评估工业安全风险为什么这么难？

6月21日讯 网络威胁影响日益引起政企事业单位甚至个人的关注和重视，确保工业控制系统（ICS）安全从未像如今这般紧迫。

缺乏自动化管理难以全面评估真实风险

英国制造商组织 EEF 和 美国国际集团AIG（美国国际性跨过保险金融服务机构）最近联合发布的一份制造商网络安全报告显示，41%的企业认为其未获得足够的信息和建议来评估真实的网络风险。原因在于许多 ICS 网络缺乏一项重要的安全功能，即自动化资产管理。

自动化资产管理的优势有哪些？

企业 ICS 网络缺乏自动化资产管理这一点并不令人意外，因为 ICS 系统是在几十年前设计并实现的，当时的人根本想象不到如今互联网科技这么繁荣，网络犯罪活动也没有出现过，并且这些系统与网络的其它部分是隔离的。

若缺乏准确的最新 ICS 资产清单（包括负责管理物理过程的自动化控制器），几乎不可能评估风险并应用有效的防御措施。自动化资产管理对于运营可靠性和安全性至关重要，因为它可让管理人员跟踪对设备的更改变化，优先考虑威胁缓解工作，将错误配置的设备恢复到“已知的良好”状态，并规划维护和替换安排。

消除人为错误、节约时间

使用手动流程管理资产既费时，还容易出现人为出错，从而造成信息缺失、过期或出现错误。

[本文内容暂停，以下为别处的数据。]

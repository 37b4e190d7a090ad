//! Field validators
//!
//! Pure checks mapping a field's current value to a `ValidationError`, plus the
//! string-returning wrappers the UI layer calls on every keystroke.

use std::fmt;

use log::trace;

use super::fields::{Field, FieldValues};
use super::results::ValidationResult;
use crate::config::ValidationRules;
use crate::error::ValidationError;
use crate::utils::validation::{
    char_len, has_ascii_digit, has_ascii_uppercase, is_well_formed_email,
};

/// A password sub-rule. Displayed in the aggregated password message.
#[derive(Debug, Clone, Copy, PartialEq, Eq)]
pub enum PasswordRequirement {
    MinLength(usize),
    Uppercase,
    Digit,
}

impl fmt::Display for PasswordRequirement {
    fn fmt(&self, f: &mut fmt::Formatter<'_>) -> fmt::Result {
        match self {
            PasswordRequirement::MinLength(min) => write!(f, "at least {} characters", min),
            PasswordRequirement::Uppercase => write!(f, "one uppercase letter"),
            PasswordRequirement::Digit => write!(f, "one number"),
        }
    }
}

fn check_min_length(field: Field, value: &str, min: usize) -> Result<(), ValidationError> {
    if value.is_empty() {
        return Err(ValidationError::FieldRequired(field));
    }
    if char_len(value) < min {
        return Err(ValidationError::FieldTooShort { field, min });
    }
    Ok(())
}

pub fn check_name(value: &str, rules: &ValidationRules) -> Result<(), ValidationError> {
    check_min_length(Field::Name, value, rules.name_min_len)
}

pub fn check_email(value: &str) -> Result<(), ValidationError> {
    if value.is_empty() {
        return Err(ValidationError::FieldRequired(Field::Email));
    }
    if !is_well_formed_email(value) {
        return Err(ValidationError::FieldFormatInvalid(Field::Email));
    }
    Ok(())
}

/// Sub-rules the password does not meet, in fixed order.
pub fn unmet_password_requirements(
    value: &str,
    rules: &ValidationRules,
) -> Vec<PasswordRequirement> {
    let mut unmet = Vec::new();
    if char_len(value) < rules.password_min_len {
        unmet.push(PasswordRequirement::MinLength(rules.password_min_len));
    }
    if !has_ascii_uppercase(value) {
        unmet.push(PasswordRequirement::Uppercase);
    }
    if !has_ascii_digit(value) {
        unmet.push(PasswordRequirement::Digit);
    }
    unmet
}

pub fn check_password(value: &str, rules: &ValidationRules) -> Result<(), ValidationError> {
    if value.is_empty() {
        return Err(ValidationError::FieldRequired(Field::Password));
    }
    let unmet = unmet_password_requirements(value, rules);
    if unmet.is_empty() {
        Ok(())
    } else {
        Err(ValidationError::PasswordWeak(unmet))
    }
}

/// Compares against the current password only; strength is the password's concern.
pub fn check_confirm_password(value: &str, password: &str) -> Result<(), ValidationError> {
    if value.is_empty() {
        return Err(ValidationError::FieldRequired(Field::ConfirmPassword));
    }
    if value != password {
        return Err(ValidationError::FieldMismatch(Field::ConfirmPassword));
    }
    Ok(())
}

pub fn check_address(value: &str, rules: &ValidationRules) -> Result<(), ValidationError> {
    check_min_length(Field::Address, value, rules.address_min_len)
}

pub fn check_city(value: &str, rules: &ValidationRules) -> Result<(), ValidationError> {
    check_min_length(Field::City, value, rules.city_min_len)
}

pub fn check_country(value: &str, rules: &ValidationRules) -> Result<(), ValidationError> {
    check_min_length(Field::Country, value, rules.country_min_len)
}

/// Typed check for one field.
///
/// `related` is the current password when checking `ConfirmPassword`; it is
/// ignored for every other field. A missing password compares as empty.
pub fn check_field(
    field: Field,
    value: &str,
    related: Option<&str>,
    rules: &ValidationRules,
) -> Result<(), ValidationError> {
    match field {
        Field::Name => check_name(value, rules),
        Field::Email => check_email(value),
        Field::Password => check_password(value, rules),
        Field::ConfirmPassword => check_confirm_password(value, related.unwrap_or("")),
        Field::Address => check_address(value, rules),
        Field::City => check_city(value, rules),
        Field::Country => check_country(value, rules),
    }
}

/// Error message for one field; empty when the value is valid.
pub fn validate_field(
    field: Field,
    value: &str,
    related: Option<&str>,
    rules: &ValidationRules,
) -> String {
    match check_field(field, value, related, rules) {
        Ok(()) => String::new(),
        Err(e) => e.to_string(),
    }
}

/// Runs every validator over the supplied values, absent fields reading as empty.
pub fn validate_all(fields: &FieldValues, rules: &ValidationRules) -> ValidationResult {
    let password = fields.get(Field::Password);
    let outcomes = Field::ALL.iter().map(|&field| {
        let related = (field == Field::ConfirmPassword).then_some(password);
        (field, check_field(field, fields.get(field), related, rules))
    });

    let result = ValidationResult::from_outcomes(outcomes);
    trace!(
        "validate_all: {} field(s), {} error(s)",
        Field::ALL.len(),
        result.messages().len()
    );
    result
}
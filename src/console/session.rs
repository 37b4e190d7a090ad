//! Console session
//!
//! Tracks the open form and the signed-in account for one console run.

use crate::form::{FormKind, FormState};

pub struct Session {
    form: FormState,
    signed_in: Option<String>,
}

impl Default for Session {
    fn default() -> Self {
        Self {
            form: FormState::new(FormKind::Signup),
            signed_in: None,
        }
    }
}

impl Session {
    pub fn new() -> Self {
        Self::default()
    }

    pub fn form(&self) -> &FormState {
        &self.form
    }

    pub fn set_form(&mut self, form: FormState) {
        self.form = form;
    }

    /// Replaces the open form with a blank one of `kind`.
    pub fn open(&mut self, kind: FormKind) {
        self.form = FormState::new(kind);
    }

    pub fn signed_in(&self) -> Option<&str> {
        self.signed_in.as_deref()
    }

    pub fn set_signed_in(&mut self, email: Option<String>) {
        self.signed_in = email;
    }
}
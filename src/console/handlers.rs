//! Command handlers for the shopfront console.
//!
//! Each handler turns one parsed command into form events or submissions and
//! reports the outcome as a `CommandResult`.

use log::{debug, info};

use super::commands::{Command, CommandResult, CommandStatus};
use super::responses::{HELP_TEXT, format_errors, format_form, format_response};
use super::session::Session;
use crate::auth::{LOGIN_SUCCESS_NOTICE, ProfileStore, SIGNUP_SUCCESS_NOTICE};
use crate::config::AppConfig;
use crate::form::{FormEvent, FormKind, SubmitOutcome, reduce, submit};
use crate::validation::Field;

/// Dispatches a parsed command to its handler.
pub fn handle_command<S>(
    session: &mut Session,
    command: &Command,
    store: &mut S,
    config: &AppConfig,
) -> CommandResult
where
    S: ProfileStore + ?Sized,
{
    match command {
        Command::Signup => handle_cmd_open(session, FormKind::Signup),
        Command::Login => handle_cmd_open(session, FormKind::Login),
        Command::Set(field, value) => handle_cmd_set(session, *field, value, config),
        Command::Avatar(url) => handle_cmd_avatar(session, url, config),
        Command::Submit => handle_cmd_submit(session, store, config),
        Command::Show => CommandResult::success(format_form(session.form())),
        Command::Hint(field) => {
            CommandResult::success(format_response(&field.constraint_hint(&config.rules)))
        }
        Command::Whoami => handle_cmd_whoami(session),
        Command::Help => CommandResult::success(HELP_TEXT),
        Command::Quit => CommandResult {
            status: CommandStatus::Exit,
            message: Some(format_response("Goodbye")),
        },
        Command::Invalid(reason) => {
            CommandResult::failure(reason.clone(), format_response(reason))
        }
        Command::Unknown(raw) => CommandResult::failure(
            format!("Unknown command: {}", raw),
            format_response("Unknown command, type HELP for a list"),
        ),
    }
}

fn handle_cmd_open(session: &mut Session, kind: FormKind) -> CommandResult {
    session.open(kind);
    debug!("Opened {} form", kind.label());
    CommandResult::success(format_form(session.form()))
}

/// Applies one edit and reports the field's error, plus the confirmation's
/// when a password edit re-checked it.
fn handle_cmd_set(
    session: &mut Session,
    field: Field,
    value: &str,
    config: &AppConfig,
) -> CommandResult {
    let form = session.form();
    if !form.kind().has_field(field) {
        let reason = format!("{} is not on the {} form", field.label(), form.kind().label());
        return CommandResult::failure(reason.clone(), format_response(&reason));
    }
    if !form.is_editable() {
        let reason = "Form already submitted, open a new one".to_string();
        return CommandResult::failure(reason.clone(), format_response(&reason));
    }

    let next = reduce(form, FormEvent::Edit(field, value.to_string()), &config.rules);

    let mut checked = vec![field];
    if field == Field::Password && !next.value(Field::ConfirmPassword).is_empty() {
        checked.push(Field::ConfirmPassword);
    }
    let errors: Vec<String> = checked
        .iter()
        .map(|&f| next.error_for(f))
        .filter(|e| !e.is_empty())
        .map(str::to_string)
        .collect();

    session.set_form(next);

    if errors.is_empty() {
        CommandResult::success(format_response("ok"))
    } else {
        CommandResult::failure(errors.join("; "), format_errors("Invalid input:", &errors))
    }
}

fn handle_cmd_avatar(session: &mut Session, url: &str, config: &AppConfig) -> CommandResult {
    if session.form().kind() != FormKind::Signup || !session.form().is_editable() {
        let reason = "Avatars can only be chosen on an open signup form".to_string();
        return CommandResult::failure(reason.clone(), format_response(&reason));
    }
    let next = reduce(
        session.form(),
        FormEvent::SetAvatar(url.to_string()),
        &config.rules,
    );
    session.set_form(next);
    CommandResult::success(format_response("ok"))
}

fn handle_cmd_submit<S>(session: &mut Session, store: &mut S, config: &AppConfig) -> CommandResult
where
    S: ProfileStore + ?Sized,
{
    let kind = session.form().kind();
    let (next, outcome) = submit(session.form(), store, config);
    session.set_form(next);

    match outcome {
        SubmitOutcome::SignedUp(profile) => {
            info!("Signup accepted for {}", profile.email);
            // A successful signup moves on to the login screen.
            session.open(FormKind::Login);
            CommandResult::success(format!(
                "{}{}",
                format_response(SIGNUP_SUCCESS_NOTICE),
                format_form(session.form())
            ))
        }
        SubmitOutcome::LoggedIn(result) => {
            session.set_signed_in(Some(result.email.clone()));
            CommandResult::success(format!(
                "{}{}",
                format_response(LOGIN_SUCCESS_NOTICE),
                format_response(&format!("Welcome, {}", result.name))
            ))
        }
        SubmitOutcome::Rejected(rejection) => {
            let messages = rejection.messages();
            CommandResult::failure(
                rejection.to_string(),
                format_errors(&format!("{} rejected:", kind.label()), &messages),
            )
        }
        SubmitOutcome::NotSubmittable => {
            let reason = "Form already submitted, open a new one".to_string();
            CommandResult::failure(reason.clone(), format_response(&reason))
        }
    }
}

fn handle_cmd_whoami(session: &Session) -> CommandResult {
    match session.signed_in() {
        Some(email) => CommandResult::success(format_response(&format!("Signed in as {}", email))),
        None => CommandResult::failure("Not signed in", format_response("Not signed in")),
    }
}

此外，手动流程无法准确有效地处理持续进入网络的新资产，而不准确的数据会引发安全缺陷和漏洞，可被网络犯罪分子轻易利用实施入侵。

确保资产清单完整且准确的唯一方法是，将持续的发现过程自动化。自动化可提高效率，并将繁琐任务简单化，例如编译和维护电子表格。通过自动化解决方案，工程师可将时间和知识投入到更重要的任务当中。

划分关键资产，简化合规性监管

如今对关键基础设施的网络攻击逐渐增多，美国已制定新的标准和法规，按照规定，相关方必须部署基本的网络安全措施，以最大限度地降低关键基础设施的风险，确保公共安全和运营连续性。

美国国家标准与技术研究院（NIST）制定的网络安全框架提供了一套工业标准和最佳实践，以帮助组织机构管理并降低关键基础设施及 ICS 的网络安全风险。为了全面了解关键控制资产及其相关活动，NIST 要求组织机构采用资产管理功能，以便识别、盘点和管理所有物理设备和系统。

北美电力可靠性公司关键基础设施保护（NERC CIP）标准提出一系列要求，旨在确保北美电力系统运作所需资产的安全性。NIST 网络安全框架和 NERC CIP 均要求确定关键资产和关键网络资产。

满足 NIST 网络安全标准、NERC CIP 以及全球类似法规的合规性，组织机构须采用部署有效的自动化资产发现措施，并持续管理资产清单。

确定优先级、提升效率

自动化资产发现与管理对满足 ICS 网络的安全性至关重要，但大部分组织机构却不清楚工厂的设备。典型的 ICS 网络包含不同厂商（例如 GE、罗克韦尔自动化、西门子、施耐德电气）的各种控制器，包括 PLC（可编程逻辑控制器）、RTU（远程终端单元）或DCS（集散控制系统）控制器。

要构建有效的安全策略，组织机构需了解网络中每项资产的制造商、型号、固件版本、最新补丁和当前配置。这项工作相当繁重且乏味。

自动化资产发现和管理系统可帮助组织机构优先处理需要升级、维护和其它操作计划的资产，例如识别最新发布的漏洞影响的设备。这些信息可帮助组织机构优先修复最严重的漏洞。

确保运营连续性

如果因网络攻击或人为错误引起故障，组织机构应将受影响的设备恢复到“已知的良好”状态，以最大限度减少故障影响。若要快速恢复设备，组织机构有必要掌握设备相关的准确的最新信息，包括完整的更改历史记录，以便了解何时发生何种情况以及谁可能负有责任等问题。

自动化资产清单可提供恢复设备所需的大量历史信息，便于组织机构更快速地从网络攻击和未经授权的设备更改中恢复过来，从而最大限度地降低运营和安全影响。

资产管理在综合工业网络安全计划中扮演着至关重要的角色，组织机构不够充分了解情况，很可能失去抵御网络攻击的先机。